I nearly cried when I heard about a friend's baby who sleeps through from 6.30pm with none of our bedtime traumas, but I do know this is unusual and all babies are different.....

ChocolateIsMySleep · 02/04/2015 12:59

Lillipot, does your DH currently do any of the bedtime routine or do you do it all? If you're doing it all, it will probably be less traumatic (for everyone!) for him to just take over a bit at a time and let DD get used to it. Yes, there could be a bit of separation anxiety in there and wanting to be close to you when you are around. Its all completely normal though so no need to feel guilty or worried by it.

My mantra has always been "they will go to sleep eventually". Its helps when you're an hour and a half in to a change and they are protesting loudly...

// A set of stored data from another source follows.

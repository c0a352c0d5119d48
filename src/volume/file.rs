//! File-backed volume
//!
//! Random-access file with page-granular growth. I/O failures surface as
//! `EmberError::Io` and are not retried.

use std::fs::{File, OpenOptions};
use std::io::{Read, Seek, SeekFrom, Write};
use std::path::{Path, PathBuf};
use std::sync::atomic::{AtomicBool, AtomicU64, Ordering};

use parking_lot::Mutex;

use crate::error::{EmberError, Result};

use super::{check_bounds, page_spans, Volume, VolumeOptions};

/// Volume stored in a single random-access file
pub struct FileVolume {
    path: PathBuf,
    /// Seek + read/write must be atomic as a pair
    file: Mutex<File>,
    /// Addressable size; the file may be longer after a crash mid-grow
    size: AtomicU64,
    options: VolumeOptions,
    closed: AtomicBool,
}

impl FileVolume {
    /// Open or create the file at `path`
    ///
    /// A trailing partial page (crash during growth, or a file written with
    /// a smaller page size) is zero-extended to a whole page, so every byte
    /// already in the file stays addressable.
    pub fn open(path: &Path, options: VolumeOptions) -> Result<Self> {
        let file = OpenOptions::new()
            .read(true)
            .write(true)
            .create(true)
            .truncate(false)
            .open(path)?;

        let file_len = file.metadata()?.len();
        let size = options.round_to_page(file_len);
        if size != file_len {
            file.set_len(size)?;
        }

        tracing::debug!(
            path = %path.display(),
            file_len,
            addressable = size,
            "Opened file volume"
        );

        Ok(Self {
            path: path.to_path_buf(),
            file: Mutex::new(file),
            size: AtomicU64::new(size),
            options,
            closed: AtomicBool::new(false),
        })
    }

    pub fn path(&self) -> &Path {
        &self.path
    }

    fn check_open(&self) -> Result<()> {
        if self.closed.load(Ordering::Acquire) {
            return Err(EmberError::Closed);
        }
        Ok(())
    }
}

impl Volume for FileVolume {
    fn ensure_available(&self, offset: u64) -> Result<()> {
        self.check_open()?;
        let target = self.options.round_to_page(offset);
        if target <= self.size.load(Ordering::Acquire) {
            return Ok(());
        }

        let mut file = self.file.lock();
        // Re-check under the lock; another thread may have grown it
        let current = self.size.load(Ordering::Acquire);
        if target <= current {
            return Ok(());
        }

        if self.options.zero_out {
            let zeros = vec![0u8; self.options.page_size()];
            file.seek(SeekFrom::Start(current))?;
            let mut pos = current;
            while pos < target {
                let n = ((target - pos) as usize).min(zeros.len());
                file.write_all(&zeros[..n])?;
                pos += n as u64;
            }
        } else {
            file.set_len(target)?;
        }

        self.size.store(target, Ordering::Release);
        tracing::trace!(path = %self.path.display(), from = current, to = target, "Grew file volume");
        Ok(())
    }

    fn write(&self, offset: u64, data: &[u8]) -> Result<()> {
        self.check_open()?;
        check_bounds(offset, data.len(), self.size.load(Ordering::Acquire))?;
        self.options.trace_write(offset, data.len());

        let mut file = self.file.lock();
        for span in page_spans(offset, data.len(), self.options.page_shift) {
            let pos = ((span.page as u64) << self.options.page_shift) + span.in_page as u64;
            file.seek(SeekFrom::Start(pos))?;
            file.write_all(&data[span.buf_pos..span.buf_pos + span.len])?;
        }
        Ok(())
    }

    fn read_into(&self, offset: u64, buf: &mut [u8]) -> Result<()> {
        self.check_open()?;
        check_bounds(offset, buf.len(), self.size.load(Ordering::Acquire))?;

        let mut file = self.file.lock();
        for span in page_spans(offset, buf.len(), self.options.page_shift) {
            let pos = ((span.page as u64) << self.options.page_shift) + span.in_page as u64;
            file.seek(SeekFrom::Start(pos))?;
            file.read_exact(&mut buf[span.buf_pos..span.buf_pos + span.len])?;
        }
        Ok(())
    }

    fn length(&self) -> u64 {
        self.size.load(Ordering::Acquire)
    }

    fn page_size(&self) -> usize {
        self.options.page_size()
    }

    fn sync(&self) -> Result<()> {
        self.check_open()?;
        self.file.lock().sync_data()?;
        Ok(())
    }

    fn close(&self) -> Result<()> {
        if self.closed.swap(true, Ordering::AcqRel) {
            return Ok(());
        }
        let file = self.file.lock();
        file.sync_all()?;
        tracing::debug!(path = %self.path.display(), "Closed file volume");
        Ok(())
    }

    fn is_closed(&self) -> bool {
        self.closed.load(Ordering::Acquire)
    }
}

Lilipot15 · 02/04/2015 16:46

Chocolate, he tends to at least do the bath, and in fact often does everything up to the settling in bed - I think we have given ourselves a difficulty by it always being me that does this as although it can take ages, it usually involves less screaming. But you are right, thinking that they do always eventually go to sleep helps! I think we just need to try me being out of sight and see how it goes....problem is we think that then are all so tired by bedtime I often just say "oh, I'll do it, it'll be quicker".....

ChocolateIsMySleep · 02/04/2015 20:59

That's always the rub though isn't it? Everything would be so much easier with just a bit more sleep and less tiredness!

As Elph said upthread, its much easier if everyone is fed and all chores done before bedtime battles begin, so as least you know you can just go to bed yourself or slump in front of the tv with a well deserved glass of wine/large slab of chocolate. MN comes in very handy for gradual retreat too I find!

I also remembered earlier that when I was trying to train DD1 to fall asleep without me holding her hand, I used to lie on the floor pretending to be asleep and hoping she'd copy me and figure out what to do!

Felkov, hope your DD has stopped throwing up now and you have a good holiday.

And a belated hello to Greenstone too - how old is your DD1?